▶ PROBLEM TO SOLVE
What is needed here is an exact transcription of all the entries.
• • •
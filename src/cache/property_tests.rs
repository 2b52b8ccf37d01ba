//! Property-Based Tests for Cache Module
//!
//! Uses proptest to check store semantics over generated keys and lifetimes.

use proptest::prelude::*;
use std::collections::HashMap;
use std::sync::Arc;

use chrono::Duration;

use crate::cache::{CacheKey, CacheStore, Lifetime, Payload, ResponseHandle, TimeUnit};
use crate::clock::ManualClock;

// == Strategies ==
fn address_strategy() -> impl Strategy<Value = String> {
    "/[a-z0-9/:_-]{0,32}".prop_map(|s| s)
}

fn key_strategy() -> impl Strategy<Value = CacheKey> {
    (address_strategy(), proptest::option::of("[a-z0-9:]{1,8}"))
        .prop_map(|(address, disambiguator)| CacheKey::new(address, disambiguator))
}

fn unit_strategy() -> impl Strategy<Value = TimeUnit> {
    prop_oneof![
        Just(TimeUnit::Seconds),
        Just(TimeUnit::Minutes),
        Just(TimeUnit::Hours),
        Just(TimeUnit::Days),
    ]
}

fn lifetime_strategy() -> impl Strategy<Value = Lifetime> {
    (0u64..1000, unit_strategy()).prop_map(|(amount, unit)| Lifetime::new(amount, unit))
}

fn new_store() -> (CacheStore, ManualClock) {
    let clock = ManualClock::default();
    (CacheStore::with_clock(Arc::new(clock.clone())), clock)
}

fn store_text(store: &mut CacheStore, key: &CacheKey, lifetime: Lifetime, body: &str) {
    store.store(
        key.clone(),
        lifetime,
        Payload::Text(body.to_string()),
        200,
        Arc::new(ResponseHandle::default()),
    );
}

proptest! {
    #![proptest_config(ProptestConfig::with_cases(100))]

    // Storing under a key and fetching it back yields the latest store,
    // no matter how many stores happened
    #[test]
    fn prop_last_store_wins(
        ops in prop::collection::vec((key_strategy(), "[a-z]{1,16}"), 1..40)
    ) {
        let (mut store, _clock) = new_store();
        let mut model: HashMap<CacheKey, String> = HashMap::new();

        for (key, body) in &ops {
            store_text(&mut store, key, Lifetime::default(), body);
            model.insert(key.clone(), body.clone());
        }

        prop_assert_eq!(store.len(), model.len());
        for (key, body) in &model {
            let entry = store.fetch(key).unwrap();
            prop_assert_eq!(entry.payload.as_text(), Some(body.as_str()));
        }
    }

    // Entries stay valid strictly before their lifetime elapses and are
    // stale from then on, while fetch keeps returning them
    #[test]
    fn prop_validity_follows_lifetime(
        key in key_strategy(),
        lifetime in lifetime_strategy(),
        elapsed_secs in 0i64..200_000,
    ) {
        let (mut store, clock) = new_store();
        store_text(&mut store, &key, lifetime, "body");

        clock.advance(Duration::seconds(elapsed_secs));
        let expected_valid = Duration::seconds(elapsed_secs) < lifetime.as_duration();

        prop_assert_eq!(store.fetch_valid(&key).is_some(), expected_valid);
        prop_assert!(store.fetch(&key).is_some());
    }

    // Disambiguated keys on the same address never collide with each other
    // or with the bare address
    #[test]
    fn prop_disambiguators_do_not_collide(
        address in address_strategy(),
        a in "[a-z0-9]{1,8}",
        b in "[a-z0-9]{1,8}",
    ) {
        prop_assume!(a != b);
        let (mut store, _clock) = new_store();
        let key_a = CacheKey::with_disambiguator(address.clone(), a.clone());
        let key_b = CacheKey::with_disambiguator(address.clone(), b.clone());

        store_text(&mut store, &key_a, Lifetime::default(), &a);
        store_text(&mut store, &key_b, Lifetime::default(), &b);

        prop_assert_eq!(store.len(), 2);
        prop_assert_eq!(store.fetch(&key_a).unwrap().payload.as_text(), Some(a.as_str()));
        prop_assert_eq!(store.fetch(&key_b).unwrap().payload.as_text(), Some(b.as_str()));
        prop_assert!(store.fetch(&CacheKey::address(address)).is_none());
    }

    // Clearing leaves nothing behind
    #[test]
    fn prop_clear_removes_everything(keys in prop::collection::vec(key_strategy(), 0..30)) {
        let (mut store, _clock) = new_store();
        for key in &keys {
            store_text(&mut store, key, Lifetime::default(), "x");
        }

        store.clear_cache();

        prop_assert!(store.is_empty());
        for key in &keys {
            prop_assert!(store.fetch(key).is_none());
        }
    }

    // A lifetime survives a Display/FromStr round trip
    #[test]
    fn prop_lifetime_parse_display(lifetime in lifetime_strategy()) {
        let parsed: Lifetime = lifetime.to_string().parse().unwrap();
        prop_assert_eq!(parsed, lifetime);
    }
}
• • •
▶ ANSWER SPACE
filename src/cache/property_tests.rs
repository 2b52b8ccf37d01ba
//! Property-Based Tests for Cache Module
//!
//! Uses proptest to check store semantics over generated keys and lifetimes.

use proptest::prelude::*;
use std::collections::HashMap;
use std::sync::Arc;

use chrono::Duration;

use crate::cache::{CacheKey, CacheStore, Lifetime, Payload, ResponseHandle, TimeUnit};
use crate::clock::ManualClock;

// == Strategies ==
fn address_strategy() -> impl Strategy<Value = String> {
    "/[a-z0-9/:_-]{0,32}".prop_map(|s| s)
}

fn key_strategy() -> impl Strategy<Value = CacheKey> {
    (address_strategy(), proptest::option::of("[a-z0-9:]{1,8}"))
        .prop_map(|(address, disambiguator)| CacheKey::new(address, disambiguator))
}

fn unit_strategy() -> impl Strategy<Value = TimeUnit> {
    prop_oneof![
        Just(TimeUnit::Seconds),
        Just(TimeUnit::Minutes),
        Just(TimeUnit::Hours),
        Just(TimeUnit::Days),
    ]
}

fn lifetime_strategy() -> impl Strategy<Value = Lifetime> {
    (0u64..1000, unit_strategy()).prop_map(|(amount, unit)| Lifetime::new(amount, unit))
}

fn new_store() -> (CacheStore, ManualClock) {
    let clock = ManualClock::default();
    (CacheStore::with_clock(Arc::new(clock.clone())), clock)
}

fn store_text(store: &mut CacheStore, key: &CacheKey, lifetime: Lifetime, body: &str) {
    store.store(
        key.clone(),
        lifetime,
        Payload::Text(body.to_string()),
        200,
        Arc::new(ResponseHandle::default()),
    );
}

proptest! {
    #![proptest_config(ProptestConfig::with_cases(100))]

    // Storing under a key and fetching it back yields the latest store,
    // no matter how many stores happened
    #[test]
    fn prop_last_store_wins(
        ops in prop::collection::vec((key_strategy(), "[a-z]{1,16}"), 1..40)
    ) {
        let (mut store, _clock) = new_store();
        let mut model: HashMap<CacheKey, String> = HashMap::new();

        for (key, body) in &ops {
            store_text(&mut store, key, Lifetime::default(), body);
            model.insert(key.clone(), body.clone());
        }

        prop_assert_eq!(store.len(), model.len());
        for (key, body) in &model {
            let entry = store.fetch(key).unwrap();
            prop_assert_eq!(entry.payload.as_text(), Some(body.as_str()));
        }
    }

    // Entries stay valid strictly before their lifetime elapses and are
    // stale from then on, while fetch keeps returning them
    #[test]
    fn prop_validity_follows_lifetime(
        key in key_strategy(),
        lifetime in lifetime_strategy(),
        elapsed_secs in 0i64..200_000,
    ) {
        let (mut store, clock) = new_store();
        store_text(&mut store, &key, lifetime, "body");

        clock.advance(Duration::seconds(elapsed_secs));
        let expected_valid = Duration::seconds(elapsed_secs) < lifetime.as_duration();

        prop_assert_eq!(store.fetch_valid(&key).is_some(), expected_valid);
        prop_assert!(store.fetch(&key).is_some());
    }

    // Disambiguated keys on the same address never collide with each other
    // or with the bare address
    #[test]
    fn prop_disambiguators_do_not_collide(
        address in address_strategy(),
        a in "[a-z0-9]{1,8}",
        b in "[a-z0-9]{1,8}",
    ) {
        prop_assume!(a != b);
        let (mut store, _clock) = new_store();
        let key_a = CacheKey::with_disambiguator(address.clone(), a.clone());
        let key_b = CacheKey::with_disambiguator(address.clone(), b.clone());

        store_text(&mut store, &key_a, Lifetime::default(), &a);
        store_text(&mut store, &key_b, Lifetime::default(), &b);

        prop_assert_eq!(store.len(), 2);
        prop_assert_eq!(store.fetch(&key_a).unwrap().payload.as_text(), Some(a.as_str()));
        prop_assert_eq!(store.fetch(&key_b).unwrap().payload.as_text(), Some(b.as_str()));
        prop_assert!(store.fetch(&CacheKey::address(address)).is_none());
    }

    // Clearing leaves nothing behind
    #[test]
    fn prop_clear_removes_everything(keys in prop::collection::vec(key_strategy(), 0..30)) {
        let (mut store, _clock) = new_store();
        for key in &keys {
            store_text(&mut store, key, Lifetime::default(), "x");
        }

        store.clear_cache();

        prop_assert!(store.is_empty());
        for key in &keys {
            prop_assert!(store.fetch(key).is_none());
        }
    }

    // A lifetime survives a Display/FromStr round trip
    #[test]
    fn prop_lifetime_parse_display(lifetime in lifetime_strategy()) {
        let parsed: Lifetime = lifetime.to_string().parse().unwrap();
        prop_assert_eq!(parsed, lifetime);
    }
}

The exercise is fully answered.